Problem requirements: Nothing but a number is wanted: the count of lines in the records below that include "Mutex".
== Segment start ==
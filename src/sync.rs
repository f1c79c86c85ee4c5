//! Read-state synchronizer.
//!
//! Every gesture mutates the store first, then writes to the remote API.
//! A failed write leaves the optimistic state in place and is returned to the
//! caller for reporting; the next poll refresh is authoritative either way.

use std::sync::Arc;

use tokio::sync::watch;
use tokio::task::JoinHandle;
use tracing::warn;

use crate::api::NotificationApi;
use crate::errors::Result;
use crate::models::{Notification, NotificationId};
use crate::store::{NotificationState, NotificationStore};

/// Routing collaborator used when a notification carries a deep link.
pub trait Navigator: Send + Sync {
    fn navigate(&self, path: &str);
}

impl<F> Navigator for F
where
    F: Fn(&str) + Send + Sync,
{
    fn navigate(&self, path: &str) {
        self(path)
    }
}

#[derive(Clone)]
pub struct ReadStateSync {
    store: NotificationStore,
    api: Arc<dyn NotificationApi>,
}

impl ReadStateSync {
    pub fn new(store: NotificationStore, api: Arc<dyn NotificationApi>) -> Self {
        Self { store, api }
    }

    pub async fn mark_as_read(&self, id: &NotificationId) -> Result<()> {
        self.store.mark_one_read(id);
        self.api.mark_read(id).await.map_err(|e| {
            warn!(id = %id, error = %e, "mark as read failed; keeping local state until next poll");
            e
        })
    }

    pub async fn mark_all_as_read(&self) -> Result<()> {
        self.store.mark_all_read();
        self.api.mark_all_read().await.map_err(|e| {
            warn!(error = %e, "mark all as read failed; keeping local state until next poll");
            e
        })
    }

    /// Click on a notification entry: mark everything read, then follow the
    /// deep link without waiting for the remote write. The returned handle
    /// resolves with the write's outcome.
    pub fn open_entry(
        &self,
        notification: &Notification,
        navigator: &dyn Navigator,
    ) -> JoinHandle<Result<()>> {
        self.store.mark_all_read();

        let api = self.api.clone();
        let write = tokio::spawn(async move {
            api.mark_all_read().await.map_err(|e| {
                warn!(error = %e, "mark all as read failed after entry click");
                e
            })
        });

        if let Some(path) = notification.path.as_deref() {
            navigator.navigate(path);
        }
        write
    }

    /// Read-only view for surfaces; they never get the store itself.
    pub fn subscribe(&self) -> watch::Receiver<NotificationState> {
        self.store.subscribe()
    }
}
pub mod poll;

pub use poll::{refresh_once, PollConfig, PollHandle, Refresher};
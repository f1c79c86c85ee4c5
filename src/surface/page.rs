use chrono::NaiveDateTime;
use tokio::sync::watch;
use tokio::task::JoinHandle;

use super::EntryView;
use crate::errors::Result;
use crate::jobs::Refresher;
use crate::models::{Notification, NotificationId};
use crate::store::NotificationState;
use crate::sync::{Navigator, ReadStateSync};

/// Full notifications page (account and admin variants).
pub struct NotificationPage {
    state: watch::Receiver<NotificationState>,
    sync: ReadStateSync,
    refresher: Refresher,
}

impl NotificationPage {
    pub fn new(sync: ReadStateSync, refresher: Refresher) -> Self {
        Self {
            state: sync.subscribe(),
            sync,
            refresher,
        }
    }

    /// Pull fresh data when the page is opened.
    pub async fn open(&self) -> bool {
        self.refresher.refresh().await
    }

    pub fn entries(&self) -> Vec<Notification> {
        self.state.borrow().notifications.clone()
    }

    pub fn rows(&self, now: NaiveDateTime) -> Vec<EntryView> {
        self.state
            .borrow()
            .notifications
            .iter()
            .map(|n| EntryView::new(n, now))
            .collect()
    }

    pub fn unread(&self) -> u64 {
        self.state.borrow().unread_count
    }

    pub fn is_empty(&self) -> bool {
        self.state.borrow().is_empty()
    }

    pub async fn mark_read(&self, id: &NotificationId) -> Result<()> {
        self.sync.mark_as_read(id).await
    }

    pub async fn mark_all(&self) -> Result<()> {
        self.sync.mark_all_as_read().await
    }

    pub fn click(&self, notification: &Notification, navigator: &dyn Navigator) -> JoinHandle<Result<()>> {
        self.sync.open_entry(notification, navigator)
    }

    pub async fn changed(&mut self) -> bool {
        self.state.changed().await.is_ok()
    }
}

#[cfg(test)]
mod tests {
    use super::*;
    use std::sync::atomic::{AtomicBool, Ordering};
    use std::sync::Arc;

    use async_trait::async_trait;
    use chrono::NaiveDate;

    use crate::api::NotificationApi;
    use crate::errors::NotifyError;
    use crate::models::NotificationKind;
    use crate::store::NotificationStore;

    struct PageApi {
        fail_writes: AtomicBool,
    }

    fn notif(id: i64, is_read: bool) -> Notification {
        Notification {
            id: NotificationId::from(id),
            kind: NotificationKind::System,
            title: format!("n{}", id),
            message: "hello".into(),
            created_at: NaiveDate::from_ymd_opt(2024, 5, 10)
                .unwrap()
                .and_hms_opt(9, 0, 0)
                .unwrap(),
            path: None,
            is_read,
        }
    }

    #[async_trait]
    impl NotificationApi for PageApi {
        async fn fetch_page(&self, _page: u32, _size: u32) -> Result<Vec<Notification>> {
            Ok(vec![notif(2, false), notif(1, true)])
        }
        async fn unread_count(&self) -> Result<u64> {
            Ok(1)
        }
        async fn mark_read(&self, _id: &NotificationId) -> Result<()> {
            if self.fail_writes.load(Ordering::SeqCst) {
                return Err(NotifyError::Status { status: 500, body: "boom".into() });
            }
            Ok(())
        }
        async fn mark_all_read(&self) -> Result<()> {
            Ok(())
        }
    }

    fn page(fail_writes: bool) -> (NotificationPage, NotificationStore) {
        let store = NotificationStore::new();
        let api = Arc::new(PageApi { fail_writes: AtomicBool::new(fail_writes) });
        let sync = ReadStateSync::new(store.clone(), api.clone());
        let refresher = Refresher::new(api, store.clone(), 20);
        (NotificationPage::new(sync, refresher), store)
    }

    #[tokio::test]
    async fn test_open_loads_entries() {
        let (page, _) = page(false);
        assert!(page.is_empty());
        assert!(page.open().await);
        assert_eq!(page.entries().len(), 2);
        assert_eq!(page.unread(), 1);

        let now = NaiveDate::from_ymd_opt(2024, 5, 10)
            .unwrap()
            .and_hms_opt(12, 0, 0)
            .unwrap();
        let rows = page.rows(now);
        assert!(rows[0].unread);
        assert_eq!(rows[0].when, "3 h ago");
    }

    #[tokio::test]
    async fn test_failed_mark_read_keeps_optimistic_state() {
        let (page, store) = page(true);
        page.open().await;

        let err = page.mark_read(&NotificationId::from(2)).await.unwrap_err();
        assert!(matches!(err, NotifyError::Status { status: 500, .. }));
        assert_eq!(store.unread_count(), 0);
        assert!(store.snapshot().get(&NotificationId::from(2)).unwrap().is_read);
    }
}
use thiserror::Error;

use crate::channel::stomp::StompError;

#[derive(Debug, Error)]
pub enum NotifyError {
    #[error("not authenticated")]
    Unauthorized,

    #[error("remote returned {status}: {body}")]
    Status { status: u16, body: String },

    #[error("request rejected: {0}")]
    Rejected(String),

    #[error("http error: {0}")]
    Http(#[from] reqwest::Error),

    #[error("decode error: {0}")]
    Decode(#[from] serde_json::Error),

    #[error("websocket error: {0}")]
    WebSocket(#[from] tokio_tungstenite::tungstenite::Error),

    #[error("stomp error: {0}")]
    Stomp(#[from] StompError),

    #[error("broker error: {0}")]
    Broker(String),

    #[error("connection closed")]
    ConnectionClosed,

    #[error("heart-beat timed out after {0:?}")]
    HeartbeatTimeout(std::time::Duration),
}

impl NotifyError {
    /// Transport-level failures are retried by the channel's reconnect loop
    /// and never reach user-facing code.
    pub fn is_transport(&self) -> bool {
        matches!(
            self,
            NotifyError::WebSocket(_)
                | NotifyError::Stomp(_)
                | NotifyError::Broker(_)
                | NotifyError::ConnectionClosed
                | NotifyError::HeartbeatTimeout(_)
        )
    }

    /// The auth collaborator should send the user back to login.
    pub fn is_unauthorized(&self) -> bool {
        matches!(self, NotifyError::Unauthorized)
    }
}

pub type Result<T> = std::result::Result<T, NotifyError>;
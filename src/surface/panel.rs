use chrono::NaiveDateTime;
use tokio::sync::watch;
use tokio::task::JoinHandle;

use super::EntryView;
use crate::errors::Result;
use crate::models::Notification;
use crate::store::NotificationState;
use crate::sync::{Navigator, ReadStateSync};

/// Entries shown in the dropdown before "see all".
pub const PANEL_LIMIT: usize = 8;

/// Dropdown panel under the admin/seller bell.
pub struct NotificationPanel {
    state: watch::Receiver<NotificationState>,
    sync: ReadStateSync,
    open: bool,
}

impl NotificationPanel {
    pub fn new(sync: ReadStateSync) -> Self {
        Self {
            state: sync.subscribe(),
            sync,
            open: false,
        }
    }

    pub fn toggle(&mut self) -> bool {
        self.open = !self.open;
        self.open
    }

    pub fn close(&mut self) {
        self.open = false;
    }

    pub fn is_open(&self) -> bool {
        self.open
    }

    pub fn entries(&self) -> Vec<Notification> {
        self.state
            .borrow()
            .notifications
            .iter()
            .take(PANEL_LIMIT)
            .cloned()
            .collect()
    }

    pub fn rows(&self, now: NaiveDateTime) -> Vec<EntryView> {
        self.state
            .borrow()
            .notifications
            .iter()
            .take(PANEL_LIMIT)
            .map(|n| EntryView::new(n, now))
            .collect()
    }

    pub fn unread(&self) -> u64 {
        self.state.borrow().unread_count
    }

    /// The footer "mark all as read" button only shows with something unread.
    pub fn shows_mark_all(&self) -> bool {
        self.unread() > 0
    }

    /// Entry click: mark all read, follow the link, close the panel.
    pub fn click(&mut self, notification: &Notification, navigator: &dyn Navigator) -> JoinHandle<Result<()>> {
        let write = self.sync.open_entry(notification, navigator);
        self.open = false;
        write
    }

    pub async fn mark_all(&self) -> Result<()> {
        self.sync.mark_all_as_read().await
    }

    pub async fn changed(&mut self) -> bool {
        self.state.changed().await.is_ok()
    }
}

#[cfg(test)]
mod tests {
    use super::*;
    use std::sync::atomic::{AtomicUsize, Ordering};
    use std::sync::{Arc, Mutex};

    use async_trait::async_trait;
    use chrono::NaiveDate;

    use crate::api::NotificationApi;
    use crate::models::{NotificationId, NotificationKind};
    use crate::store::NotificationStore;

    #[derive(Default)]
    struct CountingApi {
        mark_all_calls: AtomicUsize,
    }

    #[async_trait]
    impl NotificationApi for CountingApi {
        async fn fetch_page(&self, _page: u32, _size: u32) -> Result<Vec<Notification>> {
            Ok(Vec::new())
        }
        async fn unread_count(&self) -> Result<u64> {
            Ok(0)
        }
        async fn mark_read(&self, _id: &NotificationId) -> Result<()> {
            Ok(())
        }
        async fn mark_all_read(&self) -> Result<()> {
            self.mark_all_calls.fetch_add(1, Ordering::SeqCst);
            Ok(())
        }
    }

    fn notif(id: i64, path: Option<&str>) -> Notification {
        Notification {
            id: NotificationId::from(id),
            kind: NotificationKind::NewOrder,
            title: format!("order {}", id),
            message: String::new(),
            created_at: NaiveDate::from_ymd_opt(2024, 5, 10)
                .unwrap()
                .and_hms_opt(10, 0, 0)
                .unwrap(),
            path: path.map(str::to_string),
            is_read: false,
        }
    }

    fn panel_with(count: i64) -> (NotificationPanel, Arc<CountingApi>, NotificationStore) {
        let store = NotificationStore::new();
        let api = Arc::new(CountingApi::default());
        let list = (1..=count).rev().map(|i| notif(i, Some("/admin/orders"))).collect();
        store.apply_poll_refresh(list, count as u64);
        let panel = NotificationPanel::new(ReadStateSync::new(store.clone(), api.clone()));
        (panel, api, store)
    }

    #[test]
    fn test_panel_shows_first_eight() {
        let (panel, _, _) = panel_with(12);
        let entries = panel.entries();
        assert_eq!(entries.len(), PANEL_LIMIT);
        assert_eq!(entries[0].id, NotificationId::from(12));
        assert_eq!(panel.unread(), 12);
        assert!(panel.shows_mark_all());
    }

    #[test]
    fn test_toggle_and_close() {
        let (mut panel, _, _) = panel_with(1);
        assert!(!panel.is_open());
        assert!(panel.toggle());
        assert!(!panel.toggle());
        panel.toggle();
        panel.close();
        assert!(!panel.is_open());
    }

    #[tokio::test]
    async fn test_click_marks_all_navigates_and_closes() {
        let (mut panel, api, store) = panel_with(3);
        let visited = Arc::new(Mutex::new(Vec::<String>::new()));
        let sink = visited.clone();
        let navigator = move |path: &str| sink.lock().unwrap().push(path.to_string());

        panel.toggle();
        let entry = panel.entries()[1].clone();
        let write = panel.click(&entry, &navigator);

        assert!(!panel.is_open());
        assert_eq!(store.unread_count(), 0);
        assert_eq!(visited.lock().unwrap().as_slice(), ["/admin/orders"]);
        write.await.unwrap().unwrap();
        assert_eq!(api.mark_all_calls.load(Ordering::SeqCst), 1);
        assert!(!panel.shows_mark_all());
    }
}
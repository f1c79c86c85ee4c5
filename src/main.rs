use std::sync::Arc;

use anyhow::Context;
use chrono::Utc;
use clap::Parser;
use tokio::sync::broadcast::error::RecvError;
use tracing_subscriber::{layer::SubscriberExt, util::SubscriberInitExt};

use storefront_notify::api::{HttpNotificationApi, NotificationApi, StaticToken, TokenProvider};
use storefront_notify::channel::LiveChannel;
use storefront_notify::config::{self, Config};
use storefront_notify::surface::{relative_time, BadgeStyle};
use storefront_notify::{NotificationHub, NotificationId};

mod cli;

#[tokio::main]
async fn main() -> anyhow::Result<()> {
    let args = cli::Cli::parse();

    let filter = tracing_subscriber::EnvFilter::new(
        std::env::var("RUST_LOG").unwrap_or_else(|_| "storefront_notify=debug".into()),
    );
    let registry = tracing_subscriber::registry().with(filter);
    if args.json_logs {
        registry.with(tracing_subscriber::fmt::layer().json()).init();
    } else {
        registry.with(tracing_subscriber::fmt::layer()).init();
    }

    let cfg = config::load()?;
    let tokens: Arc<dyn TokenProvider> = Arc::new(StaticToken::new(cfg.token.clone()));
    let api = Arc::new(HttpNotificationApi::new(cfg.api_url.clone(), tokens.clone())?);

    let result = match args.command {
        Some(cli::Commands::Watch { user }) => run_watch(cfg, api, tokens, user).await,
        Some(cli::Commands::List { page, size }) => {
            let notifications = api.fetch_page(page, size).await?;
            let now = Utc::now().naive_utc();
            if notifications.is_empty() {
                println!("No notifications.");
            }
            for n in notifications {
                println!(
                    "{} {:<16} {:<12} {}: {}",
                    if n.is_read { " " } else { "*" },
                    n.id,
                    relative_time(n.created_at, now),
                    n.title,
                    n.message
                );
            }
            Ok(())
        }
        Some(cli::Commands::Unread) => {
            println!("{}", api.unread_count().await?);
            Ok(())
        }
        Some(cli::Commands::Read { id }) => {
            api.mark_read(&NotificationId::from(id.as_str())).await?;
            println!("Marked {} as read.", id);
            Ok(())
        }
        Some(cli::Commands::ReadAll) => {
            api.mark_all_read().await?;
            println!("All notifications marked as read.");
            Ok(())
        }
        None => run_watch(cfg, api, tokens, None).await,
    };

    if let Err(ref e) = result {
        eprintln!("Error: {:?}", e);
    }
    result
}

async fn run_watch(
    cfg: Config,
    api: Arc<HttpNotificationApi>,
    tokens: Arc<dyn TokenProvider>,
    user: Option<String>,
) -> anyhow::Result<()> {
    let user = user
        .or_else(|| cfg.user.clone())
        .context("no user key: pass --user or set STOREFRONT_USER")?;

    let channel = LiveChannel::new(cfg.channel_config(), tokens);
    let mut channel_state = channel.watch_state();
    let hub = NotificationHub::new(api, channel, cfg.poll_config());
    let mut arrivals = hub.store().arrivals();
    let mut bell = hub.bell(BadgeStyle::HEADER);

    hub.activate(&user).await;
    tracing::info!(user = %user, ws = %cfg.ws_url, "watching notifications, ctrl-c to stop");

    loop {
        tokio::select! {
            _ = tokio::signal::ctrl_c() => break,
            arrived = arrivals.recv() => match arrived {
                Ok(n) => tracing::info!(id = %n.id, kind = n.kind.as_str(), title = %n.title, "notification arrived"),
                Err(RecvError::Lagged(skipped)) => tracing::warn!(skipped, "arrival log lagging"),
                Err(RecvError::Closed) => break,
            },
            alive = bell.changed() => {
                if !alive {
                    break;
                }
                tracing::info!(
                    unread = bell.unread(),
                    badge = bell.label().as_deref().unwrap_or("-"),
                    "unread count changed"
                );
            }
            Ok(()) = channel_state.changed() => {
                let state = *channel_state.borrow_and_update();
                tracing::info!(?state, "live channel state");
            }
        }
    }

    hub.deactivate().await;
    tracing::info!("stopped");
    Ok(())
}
== Segment end ==
Result of this task: 2